— YOUR INSTRUCTIONS —
Copy exactly the stretch of data below from the line with "for one recording" through the line with "pub fn from_config(config: &AppConfig)", including both of those lines.

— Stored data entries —

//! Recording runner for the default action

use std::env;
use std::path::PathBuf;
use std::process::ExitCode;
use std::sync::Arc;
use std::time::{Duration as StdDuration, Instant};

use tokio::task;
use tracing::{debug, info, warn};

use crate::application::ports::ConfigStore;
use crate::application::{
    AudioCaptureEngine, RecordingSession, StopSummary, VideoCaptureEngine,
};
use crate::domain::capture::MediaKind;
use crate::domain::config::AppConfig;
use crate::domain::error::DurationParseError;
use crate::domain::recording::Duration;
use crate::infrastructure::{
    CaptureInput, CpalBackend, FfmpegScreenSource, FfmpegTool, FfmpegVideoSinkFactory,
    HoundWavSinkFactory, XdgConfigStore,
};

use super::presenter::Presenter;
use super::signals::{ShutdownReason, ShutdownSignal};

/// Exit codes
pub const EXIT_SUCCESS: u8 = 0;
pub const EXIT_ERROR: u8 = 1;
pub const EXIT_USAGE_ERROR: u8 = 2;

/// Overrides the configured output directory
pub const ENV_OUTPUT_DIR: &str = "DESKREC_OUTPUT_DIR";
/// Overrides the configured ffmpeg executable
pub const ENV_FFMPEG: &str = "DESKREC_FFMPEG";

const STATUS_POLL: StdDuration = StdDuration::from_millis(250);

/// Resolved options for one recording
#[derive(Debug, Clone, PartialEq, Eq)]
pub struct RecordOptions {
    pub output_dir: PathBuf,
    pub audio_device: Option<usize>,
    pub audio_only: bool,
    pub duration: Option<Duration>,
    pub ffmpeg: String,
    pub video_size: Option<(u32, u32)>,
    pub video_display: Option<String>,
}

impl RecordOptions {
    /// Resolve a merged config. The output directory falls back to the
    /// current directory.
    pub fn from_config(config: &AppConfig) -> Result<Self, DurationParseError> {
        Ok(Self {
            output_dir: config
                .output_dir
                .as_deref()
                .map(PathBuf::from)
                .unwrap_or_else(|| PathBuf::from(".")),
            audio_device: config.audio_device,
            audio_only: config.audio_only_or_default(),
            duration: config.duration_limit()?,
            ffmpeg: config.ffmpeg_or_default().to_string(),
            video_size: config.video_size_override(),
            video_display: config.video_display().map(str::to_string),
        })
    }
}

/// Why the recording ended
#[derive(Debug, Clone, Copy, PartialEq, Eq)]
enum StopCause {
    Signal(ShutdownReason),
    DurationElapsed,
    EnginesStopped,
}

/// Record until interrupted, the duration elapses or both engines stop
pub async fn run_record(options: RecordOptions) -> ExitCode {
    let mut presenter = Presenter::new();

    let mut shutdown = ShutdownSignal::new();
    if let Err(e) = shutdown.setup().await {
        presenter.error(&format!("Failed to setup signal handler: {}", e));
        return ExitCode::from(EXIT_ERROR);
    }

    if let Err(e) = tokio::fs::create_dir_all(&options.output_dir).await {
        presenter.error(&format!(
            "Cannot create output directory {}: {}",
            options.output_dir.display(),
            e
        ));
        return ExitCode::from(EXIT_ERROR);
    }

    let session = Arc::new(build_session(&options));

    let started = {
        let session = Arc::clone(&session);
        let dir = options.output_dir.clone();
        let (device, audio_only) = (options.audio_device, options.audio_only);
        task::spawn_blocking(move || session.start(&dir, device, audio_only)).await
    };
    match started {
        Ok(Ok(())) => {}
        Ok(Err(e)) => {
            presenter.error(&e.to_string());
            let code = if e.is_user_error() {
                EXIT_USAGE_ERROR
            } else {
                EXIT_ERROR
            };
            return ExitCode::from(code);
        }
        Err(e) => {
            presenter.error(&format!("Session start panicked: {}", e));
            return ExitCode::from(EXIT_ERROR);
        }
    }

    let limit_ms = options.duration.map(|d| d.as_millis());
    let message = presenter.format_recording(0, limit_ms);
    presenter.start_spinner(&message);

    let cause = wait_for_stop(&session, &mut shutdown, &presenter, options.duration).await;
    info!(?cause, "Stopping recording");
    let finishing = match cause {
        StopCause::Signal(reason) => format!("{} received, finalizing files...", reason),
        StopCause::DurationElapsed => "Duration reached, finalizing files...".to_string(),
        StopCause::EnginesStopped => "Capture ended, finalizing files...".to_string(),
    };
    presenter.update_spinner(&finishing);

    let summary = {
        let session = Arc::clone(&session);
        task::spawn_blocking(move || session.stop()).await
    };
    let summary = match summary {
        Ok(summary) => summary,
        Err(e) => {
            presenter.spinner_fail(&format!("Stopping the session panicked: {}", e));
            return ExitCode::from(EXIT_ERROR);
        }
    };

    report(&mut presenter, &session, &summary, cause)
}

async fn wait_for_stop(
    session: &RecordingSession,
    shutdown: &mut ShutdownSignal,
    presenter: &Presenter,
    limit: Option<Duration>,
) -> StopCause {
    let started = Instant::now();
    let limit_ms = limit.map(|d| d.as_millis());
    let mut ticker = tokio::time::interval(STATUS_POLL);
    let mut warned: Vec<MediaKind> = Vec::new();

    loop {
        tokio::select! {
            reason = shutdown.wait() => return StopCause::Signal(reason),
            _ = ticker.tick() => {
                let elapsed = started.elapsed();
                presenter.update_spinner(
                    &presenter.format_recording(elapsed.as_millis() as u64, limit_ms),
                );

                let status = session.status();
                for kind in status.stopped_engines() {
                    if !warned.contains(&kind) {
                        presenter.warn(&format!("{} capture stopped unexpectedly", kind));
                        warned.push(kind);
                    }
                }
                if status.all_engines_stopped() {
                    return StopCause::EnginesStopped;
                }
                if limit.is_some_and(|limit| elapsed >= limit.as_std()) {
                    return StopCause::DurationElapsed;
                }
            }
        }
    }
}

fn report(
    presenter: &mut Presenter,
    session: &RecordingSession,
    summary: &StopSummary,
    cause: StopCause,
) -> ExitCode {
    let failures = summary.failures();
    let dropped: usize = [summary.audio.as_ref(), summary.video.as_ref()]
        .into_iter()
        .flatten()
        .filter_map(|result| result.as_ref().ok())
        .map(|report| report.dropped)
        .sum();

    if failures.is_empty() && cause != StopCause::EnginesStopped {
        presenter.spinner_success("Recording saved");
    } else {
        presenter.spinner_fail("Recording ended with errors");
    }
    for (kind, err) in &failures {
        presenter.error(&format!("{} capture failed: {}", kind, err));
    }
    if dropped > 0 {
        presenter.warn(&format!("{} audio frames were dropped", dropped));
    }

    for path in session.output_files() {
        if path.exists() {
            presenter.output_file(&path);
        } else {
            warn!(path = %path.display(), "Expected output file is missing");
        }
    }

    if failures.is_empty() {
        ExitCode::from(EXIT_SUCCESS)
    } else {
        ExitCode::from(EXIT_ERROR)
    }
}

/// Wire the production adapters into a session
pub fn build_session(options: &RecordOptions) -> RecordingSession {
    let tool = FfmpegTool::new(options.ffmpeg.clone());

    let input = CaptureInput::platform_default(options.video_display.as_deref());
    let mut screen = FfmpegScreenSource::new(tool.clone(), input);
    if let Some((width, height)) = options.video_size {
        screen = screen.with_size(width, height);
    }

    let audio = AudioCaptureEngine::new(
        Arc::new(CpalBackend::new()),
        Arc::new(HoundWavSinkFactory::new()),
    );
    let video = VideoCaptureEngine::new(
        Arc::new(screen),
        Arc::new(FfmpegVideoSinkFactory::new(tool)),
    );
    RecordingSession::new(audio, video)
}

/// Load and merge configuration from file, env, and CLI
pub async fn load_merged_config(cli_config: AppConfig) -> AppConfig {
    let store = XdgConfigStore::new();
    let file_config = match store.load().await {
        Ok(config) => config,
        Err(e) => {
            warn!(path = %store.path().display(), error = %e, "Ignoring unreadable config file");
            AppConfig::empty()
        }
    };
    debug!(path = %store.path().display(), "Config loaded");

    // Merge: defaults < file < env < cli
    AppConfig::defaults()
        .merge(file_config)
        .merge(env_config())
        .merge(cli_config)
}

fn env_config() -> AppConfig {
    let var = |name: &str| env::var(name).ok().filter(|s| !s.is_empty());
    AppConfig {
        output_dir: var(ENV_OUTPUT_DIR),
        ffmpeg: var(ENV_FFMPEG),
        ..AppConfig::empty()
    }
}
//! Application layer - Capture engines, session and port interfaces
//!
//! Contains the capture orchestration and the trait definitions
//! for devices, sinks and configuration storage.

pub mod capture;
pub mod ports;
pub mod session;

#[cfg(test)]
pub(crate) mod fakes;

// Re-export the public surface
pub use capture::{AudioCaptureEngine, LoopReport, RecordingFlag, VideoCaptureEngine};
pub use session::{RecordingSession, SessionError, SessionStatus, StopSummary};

— EXPECTED OUTPUT —
/// Resolved options for one recording
#[derive(Debug, Clone, PartialEq, Eq)]
pub struct RecordOptions {
    pub output_dir: PathBuf,
    pub audio_device: Option<usize>,
    pub audio_only: bool,
    pub duration: Option<Duration>,
    pub ffmpeg: String,
    pub video_size: Option<(u32, u32)>,
    pub video_display: Option<String>,
}

impl RecordOptions {
    /// Resolve a merged config. The output directory falls back to the
    /// current directory.
    pub fn from_config(config: &AppConfig) -> Result<Self, DurationParseError> {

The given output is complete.